2 Department of Experimental Statistics, Louisiana State University, Baton Rouge, LA, USA.
Stat Methods Med Res. 2018 Jan;27(1):35-47. doi: 10.1177/0962280215618429. Epub 2015 Nov 26.
The enrichment design is an important clinical trial design to detect the treatment effect of the molecularly targeted agent (MTA) in personalized medicine. Under this design, patients are stratified into marker-positive and marker-negative subgroups based on their biomarker statuses and only the marker-positive patients are enrolled into the trial and randomized to receive either the MTA or a standard treatment. As the biomarker plays a key role in determining the enrollment of the trial, a misclassification of the biomarker can induce substantial bias, undermine the integrity of the trial, and seriously affect the treatment evaluation. In this paper, we propose a two-stage optimal enrichment design that utilizes the surrogate marker to correct for the biomarker misclassification. The proposed design is optimal in the sense that it maximizes the probability of correctly classifying each patient's biomarker status based on the surrogate marker information. In addition, after analytically deriving the bias caused by the biomarker misclassification, we develop a likelihood ratio test based on the EM algorithm to correct for such bias. We conduct comprehensive simulation studies to investigate the operating characteristics of the optimal design and the results confirm the desirable performance of the proposed design.
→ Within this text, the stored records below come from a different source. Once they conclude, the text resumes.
use std::io::{self, Read, Write};

use bincode::{
    Decode, Encode,
    config::{BigEndian, Configuration, Fixint, Limit},
    decode_from_std_read, encode_into_std_write,
};
use thiserror::Error;

use super::{ClientFrame, ServerFrame};

/// Largest frame either side will decode. Anything claiming to be bigger is
/// rejected before any buffer is allocated for it.
pub const MAX_FRAME_SIZE: usize = 64 * 1024 * 1024;

#[derive(Debug, Error)]
pub enum TransportError {
    #[error("failed to encode message: {0}")]
    Serialize(#[from] bincode::error::EncodeError),
    #[error("failed to decode message: {0}")]
    Deserialize(#[from] bincode::error::DecodeError),
    #[error("Transport IO Error: {0}")]
    Io(#[from] io::Error),
}

impl TransportError {
    /// Whether the peer closed the stream cleanly between two frames.
    pub fn is_eof(&self) -> bool {
        match self {
            TransportError::Io(e) => e.kind() == io::ErrorKind::UnexpectedEof,
            TransportError::Deserialize(bincode::error::DecodeError::Io { inner, .. }) => {
                inner.kind() == io::ErrorKind::UnexpectedEof
            }
            TransportError::Deserialize(bincode::error::DecodeError::UnexpectedEnd { .. }) => true,
            _ => false,
        }
    }
}

/// Frame codec over one half (or both halves) of a byte stream.
///
/// Reading and writing are independent so the client can drive each direction
/// from its own thread, each owning its own `ProtocolTransport`.
pub struct ProtocolTransport<T> {
    stream: T,
    config: Configuration<BigEndian, Fixint, Limit<MAX_FRAME_SIZE>>,
}

impl<T> ProtocolTransport<T> {
    pub fn new(stream: T) -> Self {
        let config = bincode::config::standard()
            .with_big_endian()
            .with_fixed_int_encoding()
            .with_limit::<MAX_FRAME_SIZE>();
        Self { stream, config }
    }

    pub fn get_ref(&self) -> &T {
        &self.stream
    }
}

impl<T: Write> ProtocolTransport<T> {
    fn write<F: Encode>(&mut self, frame: F) -> Result<(), TransportError> {
        encode_into_std_write(frame, &mut self.stream, self.config)?;
        self.stream.flush()?;
        Ok(())
    }

    pub fn write_request(&mut self, frame: ClientFrame) -> Result<(), TransportError> {
        self.write(frame)
    }

    pub fn write_response(&mut self, frame: ServerFrame) -> Result<(), TransportError> {
        self.write(frame)
    }
}

impl<T: Read> ProtocolTransport<T> {
    fn read<F: Decode<()>>(&mut self) -> Result<F, TransportError> {
        let frame: F = decode_from_std_read(&mut self.stream, self.config)?;
        Ok(frame)
    }

    pub fn read_request(&mut self) -> Result<ClientFrame, TransportError> {
        self.read()
    }

    pub fn read_response(&mut self) -> Result<ServerFrame, TransportError> {
        self.read()
    }
}

#[cfg(test)]
mod tests {
    use std::io::{Cursor, Seek};

    use super::*;
    use crate::protocol::{IterOptions, IterReq, IterRes, Request, Response};

    #[test]
    fn read_write_request() {
        let stream = Cursor::new(Vec::new());
        let mut transport = ProtocolTransport::new(stream);
        let frame = ClientFrame {
            lane: 7,
            request: Request::Iter {
                transaction: 2,
                req: IterReq::continuation(11, IterOptions::default()),
            },
        };

        transport.write_request(frame.clone()).unwrap();
        transport.stream.seek(std::io::SeekFrom::Start(0)).unwrap();
        let req = transport.read_request().unwrap();
        assert_eq!(req, frame);
    }

    #[test]
    fn read_write_response() {
        let stream = Cursor::new(Vec::new());
        let mut transport = ProtocolTransport::new(stream);
        let frame = ServerFrame {
            lane: 1,
            response: Response::Iter(IterRes::answer(b"x".to_vec())),
        };

        transport.write_response(frame.clone()).unwrap();
        transport.stream.seek(std::io::SeekFrom::Start(0)).unwrap();
        let resp = transport.read_response().unwrap();
        assert_eq!(resp, frame);
    }

    #[test]
    fn oversized_answer_is_rejected() {
        let mut transport = ProtocolTransport::new(Cursor::new(Vec::new()));
        transport
            .write_response(ServerFrame {
                lane: 1,
                response: Response::Iter(IterRes::answer(b"x".to_vec())),
            })
            .unwrap();

        // lane (8) + variant (4) + iterator id (8) + done (1) + option tag (1)
        let mut bytes = transport.stream.into_inner();
        bytes[22..30].copy_from_slice(&(1u64 << 40).to_be_bytes());

        let mut transport = ProtocolTransport::new(Cursor::new(bytes));
        let err = transport.read_response().unwrap_err();
        assert!(matches!(
            err,
            TransportError::Deserialize(bincode::error::DecodeError::LimitExceeded)
        ));
        assert!(!err.is_eof());
    }

    #[test]
    fn empty_stream_is_eof() {
        let mut transport = ProtocolTransport::new(Cursor::new(Vec::new()));

        let err = transport.read_response().unwrap_err();
        assert!(err.is_eof());
    }
}
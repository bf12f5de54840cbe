use leptos::{component, view, IntoView};

#[component]
pub fn Spinner() -> impl IntoView {
    view! { <span aria-busy="true">"Loading..."</span> }
}
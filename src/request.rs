use std::future::Future;
use std::time::Duration;

use reqwest::header::ACCEPT;
use reqwest::StatusCode;
use serde::Deserialize;
use serde_json::Value;
use thiserror::Error;
use tracing::{debug, error, info, warn};

use crate::config::{Config, HEALTH_CHECK_PATH, LATEST_DOCUMENT_PATH};
use crate::types::TelemetryDocument;

/// Every failure collapses into one of these, and `Display` is the message shown in the UI.
#[derive(Debug, Clone, PartialEq, Eq, Error)]
pub enum FetchError {
    #[error("{message}")]
    Server { status: u16, message: String },
    #[error("Network error - please check your connection and try again")]
    Network,
    #[error("An unexpected error occurred")]
    Unexpected,
    #[error("Invalid response format from server")]
    MalformedResponse,
}

#[derive(Debug, Default, Deserialize)]
struct ErrorBody {
    detail: Option<Value>,
    message: Option<Value>,
}

impl FetchError {
    pub fn from_server_response(status: StatusCode, body: &[u8]) -> Self {
        let body = serde_json::from_slice::<ErrorBody>(body).unwrap_or_default();
        let message = [body.detail, body.message]
            .into_iter()
            .flatten()
            .find_map(|field| match field {
                Value::String(message) if !message.is_empty() => Some(message),
                _ => None,
            })
            .unwrap_or_else(|| format!("Server error ({})", status.as_u16()));

        Self::Server {
            status: status.as_u16(),
            message,
        }
    }

    pub fn status(&self) -> Option<u16> {
        match self {
            Self::Server { status, .. } => Some(*status),
            _ => None,
        }
    }

    pub fn from_transport(err: &reqwest::Error) -> Self {
        if err.is_builder() || err.is_redirect() || err.is_decode() {
            Self::Unexpected
        } else {
            Self::Network
        }
    }
}

pub trait DocumentSource {
    fn fetch_latest(&self) -> impl Future<Output = Result<TelemetryDocument, FetchError>>;
}

#[derive(Debug, Clone)]
pub struct HttpDocumentClient {
    client: reqwest::Client,
    base_url: String,
    request_timeout: Duration,
    health_check_timeout: Duration,
}

impl HttpDocumentClient {
    pub fn new(config: &Config) -> Self {
        Self {
            client: reqwest::Client::new(),
            base_url: config.api_base_url.clone(),
            request_timeout: config.request_timeout,
            health_check_timeout: config.health_check_timeout,
        }
    }

    pub fn base_url(&self) -> &str {
        &self.base_url
    }

    pub async fn health_check(&self) -> bool {
        let url = format!("{}{HEALTH_CHECK_PATH}", self.base_url);
        debug!("GET {url}");

        let request = self.client.get(&url).timeout(self.health_check_timeout);

        match request.send().await {
            Ok(response) if response.status().is_success() => true,
            Ok(response) => {
                error!("health check failed: status={}", response.status());
                false
            }
            Err(err) => {
                error!("health check failed: {err}");
                false
            }
        }
    }
}

impl DocumentSource for HttpDocumentClient {
    async fn fetch_latest(&self) -> Result<TelemetryDocument, FetchError> {
        let url = format!("{}{LATEST_DOCUMENT_PATH}", self.base_url);
        debug!("GET {url}");

        let response = self
            .client
            .get(&url)
            .header(ACCEPT, "application/json")
            .timeout(self.request_timeout)
            .send()
            .await
            .map_err(|err| {
                error!("no response from {url}: {err}");
                FetchError::from_transport(&err)
            })?;

        let status = response.status();
        let body = response.bytes().await.map_err(|err| {
            error!("failed to read response body from {url}: {err}");
            FetchError::from_transport(&err)
        })?;

        debug!("response from {url}: status={status}");

        if !status.is_success() {
            error!(
                "api error {status}: {}",
                String::from_utf8_lossy(&body).trim()
            );
            return Err(FetchError::from_server_response(status, &body));
        }

        let document = parse_document(&body)?;
        info!("fetched document id={:?}", document.id);

        Ok(document)
    }
}

pub fn parse_document(body: &[u8]) -> Result<TelemetryDocument, FetchError> {
    let Ok(Value::Object(object)) = serde_json::from_slice::<Value>(body) else {
        error!("response is not a json object");
        return Err(FetchError::MalformedResponse);
    };

    let document = TelemetryDocument::from(object);
    let missing = document.missing_fields();
    if !missing.is_empty() {
        warn!("response missing expected fields: {}", missing.join(", "));
    }

    Ok(document)
}
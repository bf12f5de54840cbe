use std::cell::RefCell;
use std::rc::Rc;

use chrono::Utc;
use tracing::{debug, error};

use crate::executor::{Executor, ScheduledTimer};
use crate::request::DocumentSource;

use super::state::{DashboardEvent, DashboardState, FetchOrigin, RefreshInterval};

type Observer = Box<dyn Fn(&DashboardState)>;

struct Shared<S, E> {
    source: S,
    executor: E,
    state: RefCell<DashboardState>,
    observer: RefCell<Option<Observer>>,
}

impl<S, E> Shared<S, E> {
    fn dispatch(&self, event: DashboardEvent) {
        let next = self.state.take().reduce(event);
        *self.state.borrow_mut() = next;

        if let Some(observer) = self.observer.borrow().as_ref() {
            observer(&self.state.borrow());
        }
    }
}

/// Owns the dashboard state and the auto-refresh timer.
///
/// Fetches are never deduplicated: when several are in flight, whichever
/// response arrives last overwrites the state.
pub struct DashboardController<S, E: Executor> {
    shared: Rc<Shared<S, E>>,
    timer: Option<E::Timer>,
}

impl<S, E> DashboardController<S, E>
where
    S: DocumentSource + 'static,
    E: Executor + 'static,
{
    pub fn new(source: S, executor: E) -> Self {
        Self {
            shared: Rc::new(Shared {
                source,
                executor,
                state: RefCell::default(),
                observer: RefCell::new(None),
            }),
            timer: None,
        }
    }

    pub fn subscribe(&self, observer: impl Fn(&DashboardState) + 'static) {
        *self.shared.observer.borrow_mut() = Some(Box::new(observer));
    }

    #[cfg(test)]
    pub fn state(&self) -> DashboardState {
        self.shared.state.borrow().clone()
    }

    pub fn mount(&mut self) {
        spawn_fetch(&self.shared, FetchOrigin::Mount);
        self.rearm();
    }

    pub fn refresh(&self) {
        spawn_fetch(&self.shared, FetchOrigin::Manual);
    }

    pub fn toggle_auto_refresh(&mut self) {
        self.shared.dispatch(DashboardEvent::AutoRefreshToggled);
        self.rearm();
    }

    pub fn set_refresh_interval(&mut self, interval: RefreshInterval) {
        if self.shared.state.borrow().refresh_interval() == interval {
            return;
        }

        self.shared.dispatch(DashboardEvent::IntervalChanged(interval));
        self.rearm();
    }

    fn rearm(&mut self) {
        self.cancel_timer();

        let Some(period) = self.shared.state.borrow().refresh_period() else {
            debug!("auto-refresh disabled");
            return;
        };

        debug!("auto-refresh every {period:?}");
        let shared = Rc::downgrade(&self.shared);
        let tick = move || {
            if let Some(shared) = shared.upgrade() {
                spawn_fetch(&shared, FetchOrigin::Timer);
            }
        };

        self.timer = Some(self.shared.executor.every(period, Box::new(tick)));
    }
}

impl<S, E: Executor> DashboardController<S, E> {
    /// Stops the timer and detaches the view. Fetches already in flight
    /// still complete, nothing observes them anymore.
    pub fn teardown(&mut self) {
        self.cancel_timer();
        self.shared.observer.borrow_mut().take();
    }

    fn cancel_timer(&mut self) {
        if let Some(timer) = self.timer.take() {
            timer.cancel();
        }
    }
}

impl<S, E: Executor> Drop for DashboardController<S, E> {
    fn drop(&mut self) {
        self.teardown();
    }
}

fn spawn_fetch<S, E>(shared: &Rc<Shared<S, E>>, origin: FetchOrigin)
where
    S: DocumentSource + 'static,
    E: Executor + 'static,
{
    debug!("fetch started: origin={origin:?}");
    shared.dispatch(DashboardEvent::FetchStarted(origin));

    let task = Rc::clone(shared);
    shared.executor.spawn(Box::pin(async move {
        let event = match task.source.fetch_latest().await {
            Ok(document) => DashboardEvent::FetchSucceeded {
                document,
                fetched_at: Utc::now(),
            },
            Err(err) => {
                error!(status = ?err.status(), "error fetching latest document: {err}");
                DashboardEvent::FetchFailed(err.to_string())
            }
        };

        task.dispatch(event);
    }));
}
富集设计是个性化医疗中检测分子靶向药物(MTA)治疗效果的重要临床试验设计。在此设计下,患者根据其生物标志物状态被分层为标志物阳性和标志物阴性亚组,只有标志物阳性患者被纳入试验并随机接受MTA或标准治疗。由于生物标志物在确定试验入组方面起着关键作用,生物标志物的错误分类会导致严重偏差,破坏试验的完整性,并严重影响治疗评估。在本文中,我们提出了一种两阶段最优富集设计,该设计利用替代标志物来纠正生物标志物的错误分类。所提出的设计是最优的,因为它基于替代标志物信息最大化正确分类每个患者生物标志物状态的概率。此外,在分析得出生物标志物错误分类所导致的偏差后,我们基于期望最大化(EM)算法开发了一种似然比检验来纠正这种偏差。我们进行了全面的模拟研究以调查最优设计的操作特性,结果证实了所提出设计的理想性能。